The inns of God where no man paid, that were the wall of the weak.
The King's Servants ate them all. And still we did not speak.

And the face of the King's Servants grew greater than the King:
He tricked them, and they trapped him, and stood round him in a ring.
The new grave lords closed round him, that had eaten the abbey's fruits,
And the men of the new religion, with their bibles in their boots,
We saw their shoulders moving, to menace or discuss,
And some were pure and some were vile; but none took heed of us.
We saw the King as they killed him, and his face was proud and pale;
And a few men talked of freedom, while England talked of ale.

A war that we understood not came over the world and woke
Americans, Frenchmen, Irish; but we knew not the things they spoke.
They talked about rights and nature and peace and the people's reign: 
And the squires, our masters, bade us fight; and scorned us never again.
Weak if we be for ever, could none condemn us then;
Men called us serfs and drudges; men knew that we were men.
In foam and flame at Trafalgar, on Albuera plains,
We did and died like lions, to keep ourselves in chains,
We lay in living ruins; firing and fearing not
The strange fierce face of the Frenchmen who knew for what they fought,
And the man who seemed to be more than a man we strained against and broke;
And we broke our own rights with him. And still we never spoke.

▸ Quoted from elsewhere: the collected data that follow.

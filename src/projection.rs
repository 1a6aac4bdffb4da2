use crate::metrics::{
    clock_time, display_date, format_duration, hours, iso_date, iso_instant, DailyMetrics,
    NO_HRV_STATUS,
};
use chrono_tz::Tz;
use notion_light::{Properties, PropertyValue};
use time::OffsetDateTime;

/// The date column rows are deduplicated on.
pub const DATE_KEY_COLUMN: &str = "Long Date";

/// Maps one night onto the table's columns. Numeric columns without a value
/// are left out entirely; Notion would reject or blank a null number.
pub fn project(metrics: &DailyMetrics, tz: Tz) -> Properties {
    let mut row = Properties::new();

    row.insert(
        "Date".to_owned(),
        PropertyValue::Title(display_date(metrics.date)),
    );
    row.insert(
        DATE_KEY_COLUMN.to_owned(),
        PropertyValue::Date(iso_date(metrics.date)),
    );

    let hrv_status = metrics
        .sleep
        .as_ref()
        .map_or(NO_HRV_STATUS, |sleep| sleep.hrv_status.as_str());
    row.insert(
        "HRV Status".to_owned(),
        PropertyValue::Select(hrv_status.to_owned()),
    );

    if let Some(sleep) = &metrics.sleep {
        let clock = |instant: Option<OffsetDateTime>| {
            instant
                .and_then(|i| clock_time(i, tz))
                .unwrap_or_else(|| "Unknown".to_owned())
        };
        row.insert(
            "Times".to_owned(),
            PropertyValue::RichText(format!("{} → {}", clock(sleep.start), clock(sleep.end))),
        );

        if let Some(start) = sleep.start.and_then(iso_instant) {
            row.insert(
                "Full Date/Time".to_owned(),
                PropertyValue::DateRange {
                    start,
                    end: sleep.end.and_then(iso_instant),
                },
            );
        }

        for (label, seconds) in [
            ("Total Sleep", sleep.total_seconds()),
            ("Deep Sleep", sleep.deep_seconds),
            ("Light Sleep", sleep.light_seconds),
            ("REM Sleep", sleep.rem_seconds),
            ("Awake Time", sleep.awake_seconds),
        ] {
            row.insert(
                format!("{label} (h)"),
                PropertyValue::Number(hours(seconds)),
            );
            row.insert(
                label.to_owned(),
                PropertyValue::RichText(format_duration(seconds)),
            );
        }

        insert_number(&mut row, "Sleep Score", sleep.score);
        insert_number(&mut row, "Resting HR", sleep.resting_heart_rate);
        insert_number(&mut row, "HRV (ms)", sleep.overnight_hrv);
        insert_number(&mut row, "Avg Sleep Stress", sleep.avg_sleep_stress);
    }

    insert_number(&mut row, "Prior Day Stress", metrics.prior_day_stress);

    if let Some(summary) = &metrics.calorie_summary {
        insert_number(&mut row, "Calories Burned", summary.total_kcal);
        insert_number(&mut row, "Calories Consumed", summary.consumed_kcal);
        insert_number(&mut row, "Active Calories", summary.active_kcal);
        insert_number(&mut row, "Moderate Intensity (min)", summary.moderate_minutes);
        insert_number(&mut row, "Vigorous Intensity (min)", summary.vigorous_minutes);
    }

    if let Some(balance) = metrics.calorie_balance() {
        insert_number(&mut row, "Calorie Balance", Some(balance.kcal));
        row.insert(
            "Calorie Surplus".to_owned(),
            PropertyValue::RichText(format!(
                "{:.0} ({:.0}%)",
                balance.kcal, balance.deficit_percent
            )),
        );
    }

    insert_number(&mut row, "Hydration (ml)", metrics.hydration_ml);
    insert_number(&mut row, "Weight (kg)", metrics.body_weight_kg);
    insert_number(&mut row, "7d Avg Resting HR", metrics.resting_heart_rate_7d_avg);

    row
}

fn insert_number(row: &mut Properties, name: &str, value: Option<f64>) {
    if let Some(value) = value.filter(|v| v.is_finite()) {
        row.insert(name.to_owned(), PropertyValue::Number(value));
    }
}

Our patch of glory ended; we never heard guns again.
But the squire seemed struck in the saddle; he was foolish, as if in pain,
He leaned on a staggering lawyer, he clutched a cringing Jew,
He was stricken; it may be, after all, he was stricken at Waterloo.
Or perhaps the shades of the shaven men, whose spoil is in his house,
Come back in shining shapes at last to spoil his last carouse:
We only know the last sad squires rode slowly towards the sea,
And a new people takes the land: and still it is not we.

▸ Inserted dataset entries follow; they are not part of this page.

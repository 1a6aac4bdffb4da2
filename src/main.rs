use anyhow::{bail, Context, Result};
use clap::Parser;
use collaborators::NotionTable;
use config::{today_in, Config};
use garmin_connect_light::{GarminClient, GarminCredentials};
use health_sync::{health_sync, DayOutcome, DayReport, WriteMode};
use log::warn;
use metrics::iso_date;
use notion_light::NotionClient;
use std::path::PathBuf;
mod collaborators;
mod config;
mod dedup;
mod fields;
mod health_sync;
mod key;
mod metrics;
mod projection;
#[cfg(test)]
mod test_support;

/// Mirror nightly Garmin sleep and wellness metrics into a Notion database.
#[derive(Parser)]
struct Cli {
    /// Config file; defaults to ./config.toml when present.
    config: Option<PathBuf>,

    /// First day to sync (YYYY-MM-DD), overrides sync.start_date.
    #[arg(long)]
    start_date: Option<String>,

    /// Number of days to sync, overrides sync.days.
    #[arg(long)]
    days: Option<u32>,

    /// Print the rows that would be created instead of writing them.
    #[arg(long)]
    dry_run: bool,
}

fn print_report(reports: &[DayReport]) -> usize {
    let mut failed = 0;
    for report in reports {
        let icon = match report.outcome {
            DayOutcome::Written { .. } => "🆕",
            DayOutcome::DryRun { .. } => "👀",
            DayOutcome::AlreadyExists { .. } => "✅",
            DayOutcome::NoSleep => "⏭️",
            DayOutcome::Failed(_) => {
                failed += 1;
                "❌"
            }
        };
        println!("  {icon} {}: {}", iso_date(report.requested), report.outcome);
    }

    let written = reports
        .iter()
        .filter(|r| matches!(r.outcome, DayOutcome::Written { .. }))
        .count();
    println!(
        "  {written} written, {} skipped, {failed} failed",
        reports.len() - written - failed
    );
    failed
}

#[tokio::main]
async fn main() -> Result<()> {
    env_logger::Builder::from_env(env_logger::Env::default().default_filter_or("info")).init();
    let cli = Cli::parse();

    if let Err(e) = dotenvy::dotenv() {
        if !e.not_found() {
            warn!("Ignoring unreadable .env file: {e}");
        }
    }

    let mut config = Config::load(cli.config.as_deref())?;
    if cli.start_date.is_some() {
        config.sync.start_date = cli.start_date;
    }
    if let Some(days) = cli.days {
        config.sync.days = days;
    }

    let tz = config.sync.timezone()?;
    let timeout = config.sync.request_timeout()?;
    let window = config.sync.window(today_in(tz)?)?;
    let secrets = config.resolve_secrets()?;

    let notion = NotionClient::new(secrets.notion_token, timeout)?
        .with_url(config.notion.api_url.clone());
    let table = NotionTable::new(notion, secrets.notion_database_id, config.notion.icon);
    table.verify().await.context("Notion authentication failed")?;

    let credentials = GarminCredentials {
        email: secrets.garmin_email,
        password: secrets.garmin_password,
    };
    let mut garmin = GarminClient::new(credentials, timeout)?
        .with_urls(config.garmin.sso_url.clone(), config.garmin.api_url.clone());
    garmin.login().await.context("Garmin login failed")?;

    println!("🛌 health-sync");
    let mode = if cli.dry_run {
        WriteMode::DryRun
    } else {
        WriteMode::Create
    };
    let reports = health_sync(&window.dates(), tz, mode, &garmin, &table).await;
    let failed = print_report(&reports);

    if failed > 0 {
        bail!("{failed} of {} dates failed", reports.len());
    }
    Ok(())
}
//! Where each metric lives in Garmin's payloads.
//!
//! Garmin's wellness JSON is undocumented and field names have moved
//! between releases (`totalHydration` became `valueInML`, the sleep score
//! moved under `sleepScores`). Every lookup the normalizer does goes
//! through this table, so schema drift is fixed here and nowhere else.

use serde_json::Value;

/// JSON pointers tried in order; the first non-null hit wins.
#[derive(Debug, Clone, Copy)]
pub struct Field(&'static [&'static str]);

impl Field {
    pub fn lookup<'a>(&self, payload: &'a Value) -> Option<&'a Value> {
        self.0
            .iter()
            .find_map(|pointer| payload.pointer(pointer).filter(|v| !v.is_null()))
    }

    /// Numeric value, accepting numbers and numeric strings.
    pub fn number(&self, payload: &Value) -> Option<f64> {
        self.lookup(payload).and_then(|v| match v {
            Value::Number(n) => n.as_f64(),
            Value::String(s) => s.trim().parse().ok(),
            _ => None,
        })
    }

    pub fn text<'a>(&self, payload: &'a Value) -> Option<&'a str> {
        self.lookup(payload)
            .and_then(Value::as_str)
            .filter(|s| !s.trim().is_empty())
    }
}

pub mod sleep {
    use super::Field;

    pub const CALENDAR_DATE: Field = Field(&["/dailySleepDTO/calendarDate"]);
    pub const START_GMT: Field = Field(&["/dailySleepDTO/sleepStartTimestampGMT"]);
    pub const END_GMT: Field = Field(&["/dailySleepDTO/sleepEndTimestampGMT"]);
    pub const DEEP_SECONDS: Field = Field(&["/dailySleepDTO/deepSleepSeconds"]);
    pub const LIGHT_SECONDS: Field = Field(&["/dailySleepDTO/lightSleepSeconds"]);
    pub const REM_SECONDS: Field = Field(&["/dailySleepDTO/remSleepSeconds"]);
    pub const AWAKE_SECONDS: Field = Field(&["/dailySleepDTO/awakeSleepSeconds"]);
    pub const SCORE: Field = Field(&[
        "/dailySleepDTO/sleepScores/overall/value",
        "/dailySleepDTO/sleepScore",
    ]);
    pub const RESTING_HEART_RATE: Field = Field(&["/restingHeartRate"]);
    pub const OVERNIGHT_HRV: Field = Field(&["/avgOvernightHrv"]);
    pub const HRV_STATUS: Field = Field(&["/hrvStatus"]);
    pub const AVG_SLEEP_STRESS: Field = Field(&["/dailySleepDTO/avgSleepStress"]);
}

pub mod stress {
    use super::Field;

    pub const AVG_LEVEL: Field = Field(&["/avgStressLevel"]);
}

pub mod summary {
    use super::Field;

    pub const TOTAL_KCAL: Field = Field(&["/totalKilocalories"]);
    pub const CONSUMED_KCAL: Field = Field(&["/consumedKilocalories"]);
    pub const ACTIVE_KCAL: Field = Field(&["/activeKilocalories"]);
    pub const MODERATE_MINUTES: Field = Field(&["/moderateIntensityMinutes"]);
    pub const VIGOROUS_MINUTES: Field = Field(&["/vigorousIntensityMinutes"]);
}

pub mod hydration {
    use super::Field;

    pub const VALUE_ML: Field = Field(&["/valueInML", "/totalHydration"]);
}

pub mod heart_rate {
    use super::Field;

    pub const RESTING_7D_AVG: Field = Field(&["/lastSevenDaysAvgRestingHeartRate"]);
}

pub mod body_composition {
    use super::Field;

    pub const WEIGHT_GRAMS: Field = Field(&["/totalAverage/weight", "/dateWeightList/0/weight"]);
}
pub mod compactor;
pub mod config;
pub mod directory;
pub mod engine;
pub mod limits;
pub mod model;
pub mod notify;
pub mod observability;
pub mod protocol;
pub mod service;
pub mod token;
pub mod wal;
pub mod wire;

They have given us into the hand of new unhappy lords,
Lords without anger or honour, who dare not carry their swords.
They fight by shuffling papers; they have bright dead alien eyes;
They look at our labour and laughter as a tired man looks at flies.
And the load of their loveless pity is worse than the ancient wrongs,
Their doors are shut in the evening; and they know no songs.

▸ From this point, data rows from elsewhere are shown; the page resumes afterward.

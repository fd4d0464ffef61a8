use std::sync::Arc;

use tokio::net::TcpListener;
use tokio::sync::Semaphore;
use tracing::info;

use mentorbook::config::Config;
use mentorbook::service::Service;
use mentorbook::wire;

#[tokio::main]
async fn main() -> Result<(), Box<dyn std::error::Error>> {
    tracing_subscriber::fmt::init();

    let config = Config::from_env();
    mentorbook::observability::init(config.metrics_port)?;

    let service = Arc::new(Service::open(
        &config.data_dir,
        config.engine.clone(),
        config.compact_threshold,
    )?);
    let max_connections = config.max_connections;
    let semaphore = Arc::new(Semaphore::new(max_connections));

    let addr = config.listen_addr();
    let listener = TcpListener::bind(&addr).await?;
    info!("mentorbook listening on {addr}");
    info!("  data_dir: {}", config.data_dir.display());
    info!("  max_connections: {max_connections}");
    info!("  currency: {}", config.engine.currency);
    info!(
        "  metrics: {}",
        config
            .metrics_port
            .map_or("disabled".to_string(), |p| format!("http://0.0.0.0:{p}/metrics"))
    );

    // Graceful shutdown: stop accepting on SIGTERM/ctrl-c, drain in-flight connections
    #[cfg(unix)]
    let mut sigterm = tokio::signal::unix::signal(tokio::signal::unix::SignalKind::terminate())?;
    let shutdown = async {
        let ctrl_c = tokio::signal::ctrl_c();
        #[cfg(unix)]
        {
            tokio::select! {
                _ = ctrl_c => {}
                _ = sigterm.recv() => {}
            }
        }
        #[cfg(not(unix))]
        {
            ctrl_c.await.ok();
        }
    };
    tokio::pin!(shutdown);

    loop {
        tokio::select! {
            result = listener.accept() => {
                let (socket, peer) = match result {
                    Ok(conn) => conn,
                    Err(e) => {
                        tracing::error!("accept error: {e}");
                        continue;
                    }
                };

                let permit = match semaphore.clone().try_acquire_owned() {
                    Ok(permit) => permit,
                    Err(_) => {
                        tracing::warn!("connection limit reached, rejecting {peer}");
                        metrics::counter!(mentorbook::observability::CONNECTIONS_REJECTED_TOTAL).increment(1);
                        drop(socket);
                        continue;
                    }
                };

                info!("connection from {peer}");
                metrics::counter!(mentorbook::observability::CONNECTIONS_TOTAL).increment(1);
                metrics::gauge!(mentorbook::observability::CONNECTIONS_ACTIVE).increment(1.0);
                let svc = service.clone();

                tokio::spawn(async move {
                    let _permit = permit; // held until connection closes
                    if let Err(e) = wire::process_connection(socket, svc).await {
                        tracing::error!("connection error from {peer}: {e}");
                    }
                    metrics::gauge!(mentorbook::observability::CONNECTIONS_ACTIVE).decrement(1.0);
                });
            }
            _ = &mut shutdown => {
                info!("shutdown signal received, stopping accept loop");
                break;
            }
        }
    }

    // Wait for in-flight connections to finish (up to 10s)
    info!("draining connections...");
    let drain_deadline = tokio::time::sleep(std::time::Duration::from_secs(10));
    tokio::pin!(drain_deadline);

    loop {
        if semaphore.available_permits() == max_connections {
            info!("all connections drained");
            break;
        }
        tokio::select! {
            _ = &mut drain_deadline => {
                let remaining = max_connections - semaphore.available_permits();
                tracing::warn!("drain timeout, {remaining} connections still open");
                break;
            }
            _ = tokio::time::sleep(std::time::Duration::from_millis(100)) => {}
        }
    }

    info!("mentorbook stopped");
    Ok(())
}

We hear men speaking for us of new laws strong and sweet,
Yet is there no man speaketh as we speak in the street.
It may be we shall rise the last as Frenchmen rose the first,
Our wrath come after Russia's wrath and our wrath be the worst.
It may be we are meant to mark with our riot and our rest
God's scorn for all men governing. It may be beer is best.
But we are the people of England; and we have not spoken yet.
Smile at us, pay us, pass us. But do not quite forget.